Note, that's the graph for the Canadian listing, so the price and EPS are in Canadian dollars.
If you use ANCTF to get the US figures there isn't as much history, starts around mid 2015.
The same graph for Costco is of course even prettier.
https://bigcharts.marketwatch.com/advchart/frames/...By eyeball, in both cases the earnings per share figures are roughly 4 times what they were in 2015.
Jim
No. of Recommendations: 7
This move made me the "big dip"
Well, Jim, I'm smarter than you. Because I do what you say and not what you do :)
I purchased ANCTF in May and June 2021 when you brought it to the board's attention (good buy points, btw). You also said it rarely trades at a PE above 30, so that would signal a good time to sell. I don't believe the PE has cleared 25 since then, so I still own it. About double the S&P 500 return since then. So I'm happy.
Thanks,
John
No. of Recommendations: 0
This is getting very painful to watch....
$892 / share now
tecmo
...
No. of Recommendations: 6
This is getting very painful to watch....
$892 / share now
Bad case of FOMO ?
Don't worry, it's not fatal!
Jim
No. of Recommendations: 0
$892 / share now
If I owned it I'd be lightening up right now
No. of Recommendations: 8
If I owned it I'd be lightening up right now
Or covered calls would be tempting me!
(As it happens I do own it, in a quant portfolio, but it's pretty minor as a fraction of my overall investments.)

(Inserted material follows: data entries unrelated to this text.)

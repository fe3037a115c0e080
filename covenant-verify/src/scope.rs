#![forbid(unsafe_code)]

use std::collections::HashMap;

use crate::types::SmtType;

/// Naming convention for the companion length symbol of array `name`.
pub fn length_symbol(name: &str) -> String {
    format!("{name}$length")
}

#[derive(Clone, Debug)]
pub struct Binding<T> {
    pub term: T,
    pub ty: SmtType,
    /// Type name as written by the caller, kept for counterexample reports.
    pub type_name: String,
}

/// Name -> binding table with a stack of full snapshots for quantifier scopes.
#[derive(Clone, Debug)]
pub struct SymbolTable<T> {
    current: HashMap<String, Binding<T>>,
    saved: Vec<HashMap<String, Binding<T>>>,
}

impl<T> Default for SymbolTable<T> {
    fn default() -> Self {
        Self {
            current: HashMap::new(),
            saved: Vec::new(),
        }
    }
}

impl<T: Clone> SymbolTable<T> {
    pub fn new() -> Self {
        Self::default()
    }

    pub fn get(&self, name: &str) -> Option<&Binding<T>> {
        self.current.get(name)
    }

    pub fn contains(&self, name: &str) -> bool {
        self.current.contains_key(name)
    }

    /// Bind `name`, shadowing any binding from an enclosing scope.
    pub fn insert(&mut self, name: impl Into<String>, binding: Binding<T>) -> Option<Binding<T>> {
        self.current.insert(name.into(), binding)
    }

    /// Bind a free symbol in the current scope and in every saved one, so the
    /// binding survives `pop_scope`. Used for symbols that are declared lazily
    /// while a quantifier scope is open.
    pub fn insert_global(&mut self, name: impl Into<String>, binding: Binding<T>) {
        let name = name.into();
        for scope in &mut self.saved {
            scope.insert(name.clone(), binding.clone());
        }
        self.current.insert(name, binding);
    }

    /// Snapshot the current bindings; `pop_scope` restores them exactly.
    pub fn push_scope(&mut self) {
        self.saved.push(self.current.clone());
    }

    /// Returns `false` when there was no scope to pop.
    pub fn pop_scope(&mut self) -> bool {
        match self.saved.pop() {
            Some(prev) => {
                self.current = prev;
                true
            }
            None => false,
        }
    }

    pub fn depth(&self) -> usize {
        self.saved.len()
    }

    /// All visible names, sorted for deterministic reports.
    pub fn names(&self) -> Vec<String> {
        let mut names = self.current.keys().cloned().collect::<Vec<_>>();
        names.sort();
        names
    }

    pub fn iter(&self) -> impl Iterator<Item = (&String, &Binding<T>)> {
        self.current.iter()
    }
}

#[cfg(test)]
mod tests {
    use super::*;
    use crate::types::BvInfo;

    fn bv(term: u32) -> Binding<u32> {
        Binding {
            term,
            ty: SmtType::BitVec(BvInfo::I32),
            type_name: "i32".to_string(),
        }
    }

    #[test]
    fn inner_scope_shadows_and_pop_restores_outer() {
        let mut table = SymbolTable::new();
        table.insert("x", bv(1));

        table.push_scope();
        table.insert("x", bv(2));
        table.insert("y", bv(3));
        assert_eq!(table.get("x").map(|b| b.term), Some(2));
        assert_eq!(table.depth(), 1);

        assert!(table.pop_scope());
        assert_eq!(table.get("x").map(|b| b.term), Some(1));
        assert!(!table.contains("y"));
        assert_eq!(table.depth(), 0);
    }

    #[test]
    fn global_binding_survives_every_pop() {
        let mut table = SymbolTable::new();
        table.insert("x", bv(1));
        table.push_scope();
        table.insert("i", bv(2));
        table.push_scope();

        table.insert_global("xs", bv(3));
        assert!(table.pop_scope());
        assert_eq!(table.get("xs").map(|b| b.term), Some(3));
        assert!(table.contains("i"));
        assert!(table.pop_scope());
        assert_eq!(table.get("xs").map(|b| b.term), Some(3));
        assert!(!table.contains("i"));
        assert_eq!(table.names(), vec!["x", "xs"]);
    }

    #[test]
    fn pop_without_push_is_reported() {
        let mut table: SymbolTable<u32> = SymbolTable::new();
        assert!(!table.pop_scope());
    }

    #[test]
    fn names_are_sorted() {
        let mut table = SymbolTable::new();
        table.insert("b", bv(1));
        table.insert("a", bv(2));
        table.insert(length_symbol("xs"), bv(3));
        assert_eq!(table.names(), vec!["a", "b", "xs$length"]);
    }
}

The earnings trajectory is so smooth that good old P/E gives a relatively stable valuation metric.
From 5-10 years ago, typical figures were 26-33. Current is about 55. Even for Costco, that does seem a bit rich.
The business is solid, and the growth hasn't really slowed down. All of sales/share, earnings/share, cash flow/share, dividends/share, and book/share are up 11%/year to 16%/year in the last 5 years. And pretty much all of those figures are higher than the equivalent metric for the prior 5 years.
At the other extreme, the firm that mystifies me is Coke. Real EPS essentially no change 2010-2023, if anything a trend line slopes downwards a hair. Flat if you include 2024 higher estimates. Sure, it's a steady earner and not going anywhere in my lifetime, but I don't see the charm in paying 26 times earnings for a cash cow, essentially a perpetual inflation protected bond with a 3% coupon. At that valuation level you can get shares in a solid and solidly growing firm.
Jim
No. of Recommendations: 3
I really need to pull this off my watch list - its painful!!!
tecmo
...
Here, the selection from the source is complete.